Un goteo de malas noticias leves y aparentemente inconexas pueden desembocar en una lluvia fina de más graves consecuencias. Es, aproximadamente, lo que está pasando con una delincuencia común que se ensaña más con sus víctimas, con okupas más violentos, con más agresiones a vigilantes de seguridad, con broncas por nimiedades que acaban a puñaladas, con reyertas por una mala mirada, con vecindarios que organizan autodefensas frente a ocupadores, con empresas privadas que ofertan limpieza dura y segura, con un aumento de agresiones en el ámbito familiar y otras homófobas… Pasa en los barrios históricamente más difíciles de Barcelona.

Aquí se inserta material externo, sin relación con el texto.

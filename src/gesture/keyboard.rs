//! Key presses standing in for arm signals.
//!
//! Terminals report presses and auto-repeats but rarely releases, so a press
//! holds its label for a fixed number of ticks. Holding the key down keeps
//! refreshing it through key repeat.

use super::{Gesture, GestureError, GestureSource};

pub struct KeyboardGestures {
    hold_ticks: u32,
    held: Gesture,
    remaining: u32,
}

impl KeyboardGestures {
    pub fn new(hold_ticks: u32) -> Self {
        Self {
            hold_ticks,
            held: Gesture::None,
            remaining: 0,
        }
    }

    pub fn press(&mut self, gesture: Gesture) {
        self.held = gesture;
        self.remaining = self.hold_ticks;
    }
}

impl GestureSource for KeyboardGestures {
    fn start(&mut self) -> Result<(), GestureError> {
        Ok(())
    }

    fn update(&mut self) {
        self.remaining = self.remaining.saturating_sub(1);
        if self.remaining == 0 {
            self.held = Gesture::None;
        }
    }

    fn current(&self) -> Gesture {
        self.held
    }

    fn stop(&mut self) {
        self.held = Gesture::None;
        self.remaining = 0;
    }
}
//! Procedural road: planned tile descriptors, materialized segments and the
//! retention queue that bounds them.
//!
//! Positions are relative to the rider, who sits at the origin. Every tile is
//! chained onto the one before it: it enters with the previous exit heading
//! and starts at the previous exit point, so the road never has gaps.

use std::collections::VecDeque;

use glam::Vec2;
use rand::Rng;
use rand::rngs::StdRng;
use tracing::debug;

use crate::config::{RoadConfig, RoadPolicy};
use crate::heading::{Heading, Mission, SegmentKind};

pub type SegmentId = u64;

/// A tile the planner has decided on but not yet placed in the world.
#[derive(Debug, Clone, Copy, PartialEq, Eq)]
pub struct Descriptor {
    pub kind: SegmentKind,
    pub entry: Heading,
    pub exit: Heading,
}

impl Descriptor {
    fn after(cursor: &mut Heading, kind: SegmentKind) -> Self {
        let entry = *cursor;
        let exit = kind.exit_heading(entry);
        *cursor = exit;
        Self { kind, entry, exit }
    }
}

#[derive(Debug, Clone)]
pub struct RoadSegment {
    id: SegmentId,
    kind: SegmentKind,
    entry: Heading,
    exit: Heading,
    center: Vec2,
    half: f32,
    judged: bool,
}

impl RoadSegment {
    /// Places a tile of `kind` after `prev`, or at `origin` heading up when
    /// there is no previous tile.
    pub fn chained(
        id: SegmentId,
        kind: SegmentKind,
        prev: Option<&RoadSegment>,
        origin: Vec2,
        tile_size: f32,
    ) -> Self {
        let (entry, start) = match prev {
            Some(p) => (p.exit, p.exit_point()),
            None => (Heading::Up, origin),
        };
        let half = tile_size / 2.0;
        Self {
            id,
            kind,
            entry,
            exit: kind.exit_heading(entry),
            center: start + entry.unit() * half,
            half,
            judged: false,
        }
    }

    pub fn id(&self) -> SegmentId {
        self.id
    }

    pub fn kind(&self) -> SegmentKind {
        self.kind
    }

    pub fn mission(&self) -> Option<Mission> {
        self.kind.mission()
    }

    pub fn entry(&self) -> Heading {
        self.entry
    }

    pub fn exit(&self) -> Heading {
        self.exit
    }

    pub fn center(&self) -> Vec2 {
        self.center
    }

    pub fn size(&self) -> f32 {
        self.half * 2.0
    }

    pub fn entry_point(&self) -> Vec2 {
        self.center - self.entry.unit() * self.half
    }

    pub fn exit_point(&self) -> Vec2 {
        self.center + self.exit.unit() * self.half
    }

    /// Whether `point` lies on this tile's square, edges included.
    pub fn contains(&self, point: Vec2) -> bool {
        (point - self.center).abs().max_element() <= self.half
    }

    pub fn is_judged(&self) -> bool {
        self.judged
    }

    /// Marks the tile as graded. Only the first call hands out the mission.
    fn judge(&mut self) -> Option<Mission> {
        if self.judged {
            return None;
        }
        let mission = self.mission()?;
        self.judged = true;
        Some(mission)
    }

    fn translate(&mut self, offset: Vec2) {
        self.center += offset;
    }
}

pub trait SegmentPlanner {
    fn next(&mut self, rng: &mut StdRng) -> Descriptor;

    /// Descriptors already decided but not yet handed out.
    fn upcoming(&self) -> Vec<Descriptor> {
        Vec::new()
    }
}

/// Keeps a queue of planned tiles: runs of straights, each closed by exactly
/// one mission picked uniformly.
pub struct LookaheadPlanner {
    queue: VecDeque<Descriptor>,
    cursor: Heading,
    target: usize,
    min_straight: u32,
    max_straight: u32,
}

impl LookaheadPlanner {
    pub fn new(target: usize, min_straight: u32, max_straight: u32) -> Self {
        Self {
            queue: VecDeque::with_capacity(target + max_straight as usize + 1),
            cursor: Heading::Up,
            target,
            min_straight,
            max_straight,
        }
    }

    fn refill(&mut self, rng: &mut StdRng) {
        while self.queue.len() < self.target {
            let run = rng.gen_range(self.min_straight..=self.max_straight);
            for _ in 0..run {
                let d = Descriptor::after(&mut self.cursor, SegmentKind::Straight);
                self.queue.push_back(d);
            }
            let kind = SegmentKind::MISSIONS[rng.gen_range(0..SegmentKind::MISSIONS.len())];
            let d = Descriptor::after(&mut self.cursor, kind);
            self.queue.push_back(d);
        }
    }
}
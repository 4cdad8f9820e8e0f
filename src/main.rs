mod render;
mod sound;

use anyhow::{Context, Result, bail};
use crossterm::{
    cursor,
    event::{self, Event, KeyCode, KeyEventKind, KeyModifiers, MouseButton, MouseEventKind},
    execute, terminal,
};
use rand::SeedableRng;
use rand::rngs::StdRng;
use signal_runner::accounts::{AccountError, ScoreStore};
use signal_runner::config::{GameConfig, RoadPolicy, parse_value};
use signal_runner::gesture::{ActiveSource, AnySource, KeyboardGestures, PoseClassifier, ReplayFeed};
use signal_runner::grading::Verdict;
use signal_runner::{Gesture, Phase, Session, SessionEvent};
use std::fs::File;
use std::io::{self, BufRead, Write, stdout};
use std::path::PathBuf;
use std::sync::Mutex;
use std::time::{Duration, Instant};
use tracing::{error, info};
use tracing_subscriber::EnvFilter;

use render::{PixelBuf, Scene};
use sound::{Cue, Sound};

const LOGIN_ATTEMPTS: u32 = 3;
const DEFAULT_RANKING: usize = 10;

// ── Command line ────────────────────────────────────────────────────────────

#[derive(Debug, PartialEq)]
enum Command {
    Play,
    Register(String),
    Ranking(usize),
    Help,
}

#[derive(Debug)]
struct Cli {
    command: Command,
    account: Option<String>,
}

fn flag_value<'a>(iter: &mut impl Iterator<Item = &'a String>, flag: &str) -> Result<&'a str> {
    iter.next()
        .map(String::as_str)
        .with_context(|| format!("{flag} requires a value"))
}

/// Applies flags to `config` and picks the command. Flags override the
/// environment.
fn parse_args(args: &[String], config: &mut GameConfig) -> Result<Cli> {
    let mut account = None;
    let mut help = false;
    let mut positional = Vec::new();
    let mut iter = args.iter();

    while let Some(arg) = iter.next() {
        match arg.as_str() {
            "--account" => account = Some(flag_value(&mut iter, arg)?.to_string()),
            "--poses" => config.poses_path = Some(PathBuf::from(flag_value(&mut iter, arg)?)),
            "--policy" => config.session.road.policy = flag_value(&mut iter, arg)?.parse::<RoadPolicy>()?,
            "--seed" => config.seed = Some(parse_value("seed", flag_value(&mut iter, arg)?)?),
            "--scores" => config.scores_path = PathBuf::from(flag_value(&mut iter, arg)?),
            "--log" => config.log_path = PathBuf::from(flag_value(&mut iter, arg)?),
            "--mute" => config.mute = true,
            "-h" | "--help" => help = true,
            flag if flag.starts_with('-') => bail!("unknown option {flag}"),
            other => positional.push(other),
        }
    }

    let command = match positional.as_slice() {
        _ if help => Command::Help,
        [] | ["play"] => Command::Play,
        ["register", email] => Command::Register(email.to_string()),
        ["register"] => bail!("register requires an email address"),
        ["ranking"] => Command::Ranking(DEFAULT_RANKING),
        ["ranking", n] => Command::Ranking(parse_value("ranking size", n)?),
        ["help"] => Command::Help,
        [cmd, ..] if matches!(*cmd, "play" | "register" | "ranking" | "help") => {
            bail!("too many arguments for {cmd}")
        }
        [cmd, ..] => bail!("unknown command {cmd}"),
    };
    Ok(Cli { command, account })
}

fn print_usage() {
    eprintln!("Usage: signal-runner [command] [options]");
    eprintln!();
    eprintln!("Commands:");
    eprintln!("  play                 Ride (default)");
    eprintln!("  register <email>     Create an account; the password is read from stdin");
    eprintln!("  ranking [n]          Print the top n best scores (default {DEFAULT_RANKING})");
    eprintln!();
    eprintln!("Options:");
    eprintln!("  --account <email>    Log in before riding so the best score is saved");
    eprintln!("  --poses <file>       Classify a recorded pose feed (JSON lines) instead of keys");
    eprintln!("  --policy <name>      Road planner: lookahead | cooldown");
    eprintln!("  --seed <n>           Fixed road seed");
    eprintln!("  --scores <file>      Account file (default users.json)");
    eprintln!("  --log <file>         Log file (default signal-runner.log)");
    eprintln!("  --mute               No sound");
    eprintln!();
    eprintln!("Keys: ENTER start, arrows or A/D/S signal left/right/stop, Q or ESC quit.");
    eprintln!("Log level follows RUST_LOG.");
}

fn init_logging(config: &GameConfig) -> Result<()> {
    // The terminal belongs to the game, so logs go to a file.
    let file = File::options()
        .create(true)
        .append(true)
        .open(&config.log_path)
        .with_context(|| format!("cannot open log file {}", config.log_path.display()))?;
    tracing_subscriber::fmt()
        .with_env_filter(
            EnvFilter::try_from_default_env().unwrap_or_else(|_| EnvFilter::new("signal_runner=info")),
        )
        .with_writer(Mutex::new(file))
        .with_ansi(false)
        .init();
    Ok(())
}

fn prompt(label: &str) -> Result<String> {
    eprint!("{label}");
    io::stderr().flush()?;
    let mut line = String::new();
    if io::stdin().lock().read_line(&mut line)? == 0 {
        bail!("no input");
    }
    Ok(line.trim_end_matches(['\r', '\n']).to_string())
}

// ── Accounts ────────────────────────────────────────────────────────────────

fn register(config: &GameConfig, email: &str) -> Result<()> {
    let mut store = ScoreStore::open(&config.scores_path)?;
    let password = prompt("password: ")?;
    if prompt("repeat password: ")? != password {
        bail!("passwords do not match");
    }
    store.register(email, &password)?;
    println!("registered {email}");
    Ok(())
}

fn ranking(config: &GameConfig, n: usize) -> Result<()> {
    let store = ScoreStore::open(&config.scores_path)?;
    let rows = store.top_ranking(n);
    if rows.is_empty() {
        println!("no scores yet");
        return Ok(());
    }
    println!("{:>4}  {:<36} {:>6}", "#", "account", "best");
    for (i, row) in rows.iter().enumerate() {
        println!("{:>4}  {:<36} {:>6}", i + 1, row.account, row.best_score);
    }
    Ok(())
}

fn login(store: &ScoreStore, email: &str) -> Result<()> {
    for attempt in 1..=LOGIN_ATTEMPTS {
        let password = prompt(&format!("password for {email}: "))?;
        match store.login(email, &password) {
            Ok(()) => {
                info!(account = email, "logged in");
                return Ok(());
            }
            Err(AccountError::WrongPassword) if attempt < LOGIN_ATTEMPTS => {
                eprintln!("wrong password, try again");
            }
            Err(e) => return Err(e.into()),
        }
    }
    bail!("too many failed attempts")
}

// ── Terminal ────────────────────────────────────────────────────────────────

/// Raw mode and the alternate screen for as long as it lives.
struct TerminalGuard;

impl TerminalGuard {
    fn enter() -> io::Result<Self> {
        terminal::enable_raw_mode()?;
        let guard = TerminalGuard;
        execute!(
            stdout(),
            terminal::EnterAlternateScreen,
            cursor::Hide,
            terminal::DisableLineWrap,
            event::EnableMouseCapture,
        )?;
        Ok(guard)
    }
}

impl Drop for TerminalGuard {
    fn drop(&mut self) {
        let _ = execute!(
            stdout(),
            event::DisableMouseCapture,
            terminal::LeaveAlternateScreen,
            cursor::Show,
            terminal::EnableLineWrap,
        );
        let _ = terminal::disable_raw_mode();
    }
}

fn key_gesture(code: KeyCode) -> Option<Gesture> {
    match code {
        KeyCode::Left | KeyCode::Char('a') => Some(Gesture::LeftTurn),
        KeyCode::Right | KeyCode::Char('d') => Some(Gesture::RightTurn),
        KeyCode::Down | KeyCode::Char('s') | KeyCode::Char(' ') => Some(Gesture::Stop),
        _ => None,
    }
}

// ── Game ────────────────────────────────────────────────────────────────────

/// Score of a round that has started and not yet reached game over.
fn round_in_progress(session: &Session) -> Option<u32> {
    match session.phase() {
        Phase::Playing | Phase::Grading | Phase::ResultAnim => Some(session.score()),
        Phase::Menu | Phase::GameOver => None,
    }
}

fn record_score(store: &mut ScoreStore, account: Option<&str>, score: u32) {
    let Some(id) = account else {
        return;
    };
    match store.save_score(id, score) {
        Ok(true) => info!(account = id, score, "best score saved"),
        Ok(false) => {}
        Err(e) => error!(account = id, error = %e, "could not save score"),
    }
}

struct Game<'a> {
    config: &'a GameConfig,
    session: Session,
    gestures: ActiveSource<AnySource>,
    sound: Option<Sound>,
    store: ScoreStore,
    account: Option<String>,
}

impl Game<'_> {
    fn handle(&mut self, event: SessionEvent) {
        match event {
            SessionEvent::MissionResolved(resolution) => self.play(match resolution.verdict {
                Verdict::Success => Cue::Success,
                Verdict::Fail => Cue::Fail,
            }),
            SessionEvent::GameOver { score, .. } => {
                self.play(Cue::GameOver);
                record_score(&mut self.store, self.account.as_deref(), score);
            }
            SessionEvent::MissionStarted { .. } | SessionEvent::ReturnedToMenu => {}
        }
    }

    /// Leaving mid-round still counts the points earned so far.
    fn quit(&mut self) {
        if let Some(score) = round_in_progress(&self.session) {
            info!(score, "left mid-round");
            record_score(&mut self.store, self.account.as_deref(), score);
        }
    }

    fn play(&self, cue: Cue) {
        if let Some(sound) = &self.sound {
            sound.play(cue);
        }
    }

    fn run(&mut self) -> Result<()> {
        let mut out = stdout();
        let (mut cols, mut rows) = terminal::size()?;
        let mut buf = PixelBuf::new(cols as usize, rows as usize * 2);
        let frame_dur = self.config.tick_duration();
        let player = self.account.clone().unwrap_or_else(|| "GUEST".to_string());
        let keyboard = self.config.poses_path.is_none();

        loop {
            let frame_start = Instant::now();

            // Input
            while event::poll(Duration::ZERO)? {
                match event::read()? {
                    Event::Key(key) if key.kind != KeyEventKind::Release => match key.code {
                        KeyCode::Char('q') | KeyCode::Esc => {
                            self.quit();
                            return Ok(());
                        }
                        KeyCode::Char('c') if key.modifiers.contains(KeyModifiers::CONTROL) => {
                            self.quit();
                            return Ok(());
                        }
                        KeyCode::Enter => {
                            self.session.start();
                        }
                        code => {
                            if let (Some(gesture), Some(keys)) =
                                (key_gesture(code), self.gestures.source_mut().keyboard())
                            {
                                keys.press(gesture);
                            }
                        }
                    },
                    Event::Mouse(mouse) if mouse.kind == MouseEventKind::Down(MouseButton::Left) => {
                        let on_start = render::start_button(cols, rows).contains(mouse.column, mouse.row);
                        if self.session.phase() == Phase::Menu && on_start {
                            self.session.start();
                        }
                    }
                    Event::Resize(c, r) => {
                        cols = c;
                        rows = r;
                        buf.resize(c as usize, r as usize * 2);
                    }
                    _ => {}
                }
            }

            // Update
            self.gestures.update();
            let gesture = self.gestures.current();
            if let Some(event) = self.session.tick(gesture) {
                self.handle(event);
            }

            // Render
            let scene = Scene {
                session: &self.session,
                gesture,
                preview: self.gestures.preview(),
                degraded: self.gestures.is_degraded(),
                player: &player,
                tick_rate_hz: self.config.tick_rate_hz,
                keyboard,
            };
            render::draw(&mut buf, &scene);
            buf.render(&mut out)?;

            // Frame pacing
            let elapsed = frame_start.elapsed();
            if elapsed < frame_dur {
                std::thread::sleep(frame_dur - elapsed);
            }
        }
    }
}

fn play(config: &GameConfig, account: Option<String>) -> Result<()> {
    let store = ScoreStore::open(&config.scores_path)?;
    if let Some(id) = &account {
        login(&store, id)?;
    }
    let best = account
        .as_deref()
        .and_then(|id| store.best_score(id))
        .unwrap_or(0);

    let seed = config.seed.unwrap_or_else(rand::random);
    info!(seed, policy = ?config.session.road.policy, "starting");
    let session = Session::new(config.session.clone(), StdRng::seed_from_u64(seed)).with_best(best);

    let source = match &config.poses_path {
        Some(path) => AnySource::Poses(PoseClassifier::new(ReplayFeed::new(path))),
        None => AnySource::Keys(KeyboardGestures::new(config.keyboard_hold_ticks)),
    };

    let mut game = Game {
        config,
        session,
        gestures: ActiveSource::acquire(source),
        sound: Sound::open(config.mute),
        store,
        account,
    };

    let _terminal = TerminalGuard::enter()?;
    game.run()
}

fn main() -> Result<()> {
    let args: Vec<String> = std::env::args().skip(1).collect();
    let mut config = GameConfig::from_env()?;
    let cli = match parse_args(&args, &mut config) {
        Ok(cli) => cli,
        Err(e) => {
            eprintln!("error: {e:#}");
            print_usage();
            std::process::exit(2);
        }
    };
    config.validate()?;

    match cli.command {
        Command::Help => {
            print_usage();
            Ok(())
        }
        Command::Register(email) => {
            init_logging(&config)?;
            register(&config, &email)
        }
        Command::Ranking(n) => ranking(&config, n),
        Command::Play => {
            init_logging(&config)?;
            play(&config, cli.account)
        }
    }
}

Y también en ciudades de la gran conurbación urbana y más allá de Cataluña. Según psicólogos, sociólogos y criminólogos, es la primera oleada de sentimientos de frustración, impotencia, rabia y tristeza frente a quienes incumplen las normas sociales y legales en tiempos de desastre global.

Si a ello se suman los recalentones veraniegos, las lunas rojizas de agosto que descontrolan a los psicópatas, y el aumento de agresividad verbal de líderes políticos, cargos públicos y falsificadores de opinión publicada, el aperitivo de la confrontación está servido. Y podría pasar que aquella sangre inocente, que se temía a causa infaustos hechos políticos, se derrame entre buenos ciudadanos y maleantes. O contra algún negacionista que vacile sin mascarilla y tres cubatas. Todo comenzó cuando hace años una concejal verde mallorquina en Barcelona, que vestía en Gonzalo Comella y por eso la abucheaban los obreros, proclamó: “yo también soy okupa”. Se materializó entonces la contradicción dialéctica marxista con su aparejado, que dirigía la consejería de Interior, decoró su despacho en plan zen y puso cámaras para vigilar a los policías y no a los delincuentes. Fue como pedir perdón porque la policía había desocupado el cine Princesa con un helicóptero y sin ni un herido, aunque lo manipularon como si fuese la película Apocalypse Now. Luego, Ada Colau se hizo okupa, boicoteó sus mítines y la feliz pareja huyó por la rica puerta giratoria de aquella presunta izquierda boba. Después, Gràcia, Sants, Hostafrancs y una larga lista de okupaciones y documentales falsificados se tipificaron como progresistas en lugar de como delitos.

Que la agresividad no es el método más diplomático para resolver conflictos está históricamente demostrado. Al igual que a veces la paciencia y la tolerancia tienen límites. Como el diablo se esconde en detalles nimios, un aviso tuvo lugar en L’Hospitalet de Llobregat el pasado mes de mayo. Fue cuando varios octogenarios se liaron a bastonazos entre ellos para sentarse en el banco de un parque. Recrearon el país de garrotazos que pintó Goya. Como en 1987 lo hicieron los vendedores de la empresa de lotería Prodiecu, formada por minusválidos, cuando se manifestaron ante la sede de la Once en Barcelona. Unos atizaban con sus muletas y otros con sus bastones. Palos de ciego que no soñarían Buñuel, Dalí ni Fellini. Pero es lo que hubo y lo que puede haber. Porque la agresividad está en el ser humano desde antes que otros virus.